Marina de Albuquerque
Jornalista
Hoje pela manhã cedinho abri a janela em direção Nordeste e vi o sol nascendo. Ele reflete no espelho que cobre um prédio inteirinho na direção oposta.
Lembrei-me do quanto gosto do nascer do sol. Como é magnífica a exuberância das cores da natureza. Uma obra de arte. Foi tocante identificar como preciso estar feliz, motivada e produzindo, para enxergar tamanha beleza. Afinal, o que enxergamos é uma extensão do que sentimos, pois um dia nublado de chuva tem seu esplendor quando estamos apaixonados, por exemplo.
De dentro pra fora, organizamos o mundo e o vemos a nosso modo, portanto, feio ou bonito é a maneira de enxergar.
O mistério está em desvendarmos o que pode despertar dentro de nós o que precisamos para estarmos bem. E por mais que nos digam que estar infeliz é normal, não nos conformamos, queremos a alegria de estar pleno.
Nosso objetivo no mundo é sermos completos. E são inúmeros e complexos os fatores que nos levam a isso. Contudo, mesmo quando desvendamos os mistérios da satisfação, não podemos viver só. Todos têm que também cumprir este papel de busca. O todo precisa estar completo. Acontece que quando estamos completos e o outro não, surgem por consequência: as lutas, os desconfortos, os desencontros, as frustrações, as guerras e conflitos.

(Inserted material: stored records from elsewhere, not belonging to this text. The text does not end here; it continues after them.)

use serde::{Deserialize, Serialize};
use std::fmt;
use std::hash::{Hash, Hasher};

/// A decoded cell value.
///
/// Floats compare and hash by bit pattern so that values can take part in
/// entity identifiers and relation keys.
#[derive(Debug, Clone, Serialize, Deserialize)]
#[serde(untagged)]
pub enum Value {
    Null,
    Boolean(bool),
    Integer(i64),
    Float(f64),
    Text(String),
}

impl Value {
    pub fn is_null(&self) -> bool {
        matches!(self, Value::Null)
    }

    pub fn as_i64(&self) -> Option<i64> {
        match self {
            Value::Integer(i) => Some(*i),
            _ => None,
        }
    }

    pub fn as_str(&self) -> Option<&str> {
        match self {
            Value::Text(s) => Some(s.as_str()),
            _ => None,
        }
    }

    /// Convert to a JSON value for graph output
    pub fn to_json(&self) -> serde_json::Value {
        match self {
            Value::Null => serde_json::Value::Null,
            Value::Boolean(b) => serde_json::Value::Bool(*b),
            Value::Integer(i) => serde_json::Value::from(*i),
            Value::Float(f) => serde_json::Number::from_f64(*f)
                .map(serde_json::Value::Number)
                .unwrap_or(serde_json::Value::Null),
            Value::Text(s) => serde_json::Value::String(s.clone()),
        }
    }

    /// Convert from a JSON scalar. Arrays and objects have no cell representation.
    pub fn from_json(json: &serde_json::Value) -> Option<Self> {
        match json {
            serde_json::Value::Null => Some(Value::Null),
            serde_json::Value::Bool(b) => Some(Value::Boolean(*b)),
            serde_json::Value::Number(n) => n
                .as_i64()
                .map(Value::Integer)
                .or_else(|| n.as_f64().map(Value::Float)),
            serde_json::Value::String(s) => Some(Value::Text(s.clone())),
            serde_json::Value::Array(_) | serde_json::Value::Object(_) => None,
        }
    }
}

impl PartialEq for Value {
    fn eq(&self, other: &Self) -> bool {
        match (self, other) {
            (Value::Null, Value::Null) => true,
            (Value::Boolean(a), Value::Boolean(b)) => a == b,
            (Value::Integer(a), Value::Integer(b)) => a == b,
            (Value::Float(a), Value::Float(b)) => a.to_bits() == b.to_bits(),
            (Value::Text(a), Value::Text(b)) => a == b,
            _ => false,
        }
    }
}

impl Eq for Value {}

impl Hash for Value {
    fn hash<H: Hasher>(&self, state: &mut H) {
        std::mem::discriminant(self).hash(state);
        match self {
            Value::Null => {}
            Value::Boolean(b) => b.hash(state),
            Value::Integer(i) => i.hash(state),
            Value::Float(f) => f.to_bits().hash(state),
            Value::Text(s) => s.hash(state),
        }
    }
}

impl fmt::Display for Value {
    fn fmt(&self, f: &mut fmt::Formatter<'_>) -> fmt::Result {
        match self {
            Value::Null => write!(f, "NULL"),
            Value::Boolean(b) => write!(f, "{}", b),
            Value::Integer(i) => write!(f, "{}", i),
            Value::Float(x) => write!(f, "{}", x),
            Value::Text(s) => write!(f, "{}", s),
        }
    }
}

impl From<i64> for Value {
    fn from(i: i64) -> Self {
        Value::Integer(i)
    }
}

impl From<i32> for Value {
    fn from(i: i32) -> Self {
        Value::Integer(i as i64)
    }
}

impl From<f64> for Value {
    fn from(f: f64) -> Self {
        Value::Float(f)
    }
}

impl From<bool> for Value {
    fn from(b: bool) -> Self {
        Value::Boolean(b)
    }
}

impl From<&str> for Value {
    fn from(s: &str) -> Self {
        Value::Text(s.to_string())
    }
}

impl From<String> for Value {
    fn from(s: String) -> Self {
        Value::Text(s)
    }
}

/// Identifier of a bean: one value for single keys, several for composite keys.
#[derive(Debug, Clone, PartialEq, Eq, Hash, Serialize, Deserialize)]
pub struct EntityIdentifier(pub Vec<Value>);

impl EntityIdentifier {
    pub fn single(value: impl Into<Value>) -> Self {
        EntityIdentifier(vec![value.into()])
    }

    /// Build an identifier from decoded key values.
    /// Returns `None` when any component is null (no bean in this row).
    pub fn from_values(values: Vec<Value>) -> Option<Self> {
        if values.is_empty() || values.iter().any(Value::is_null) {
            None
        } else {
            Some(EntityIdentifier(values))
        }
    }

    pub fn values(&self) -> &[Value] {
        &self.0
    }
}

impl fmt::Display for EntityIdentifier {
    fn fmt(&self, f: &mut fmt::Formatter<'_>) -> fmt::Result {
        match self.0.as_slice() {
            [single] => write!(f, "{}", single),
            parts => {
                let rendered: Vec<String> = parts.iter().map(|v| v.to_string()).collect();
                write!(f, "({})", rendered.join(", "))
            }
        }
    }
}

Então, testamos as nossas competências; aqui entra, em consideração à habilidade de cada um, em lidar com situações conflitantes e exercer a empatia, colocar em prática virtudes, tornando-nos, assim, responsáveis por entender o outro, exercitamos o nosso autocontrole, a tolerância e a compreensão.
Vamos lapidando o nosso caráter e conhecendo a nós mesmos e reconhecendo no outro os limites, as semelhanças, as diferenças sutis e evidentes, nos espelhando num contraste humano.
Ao pensar no amor romântico, por exemplo, devemos ter consciência de que o ser amado está neste processo de construção e aprendizado e que não devemos depositar expectativas ilusórias em cima de um outro alguém que é um humano em evolução como nós. Para tanto, o comportamento de harmonia e respeito deve continuar mesmo após um certo nível de intimidade física e emocional.
É muito comum, conforme um relacionamento vai criando laços, acontecer um descuidado com o limite que podemos ultrapassar. Este espaço invisível, tão delicado, onde são testados mais intensamente nosso caráter paciente, amoroso, independente das condições e do que esperamos que o outro faça por nós.
Além disso, querer conhecer o outro, mesmo que seja de forma lenta, entendendo e apreciando as diferenças, sem julgamentos desnecessários, com nossas identidades, de preferência sem alterá-la para agradar o outro, é muito importante, pois seremos sempre diferentes, apesar de fazermos parte da mesma espécie.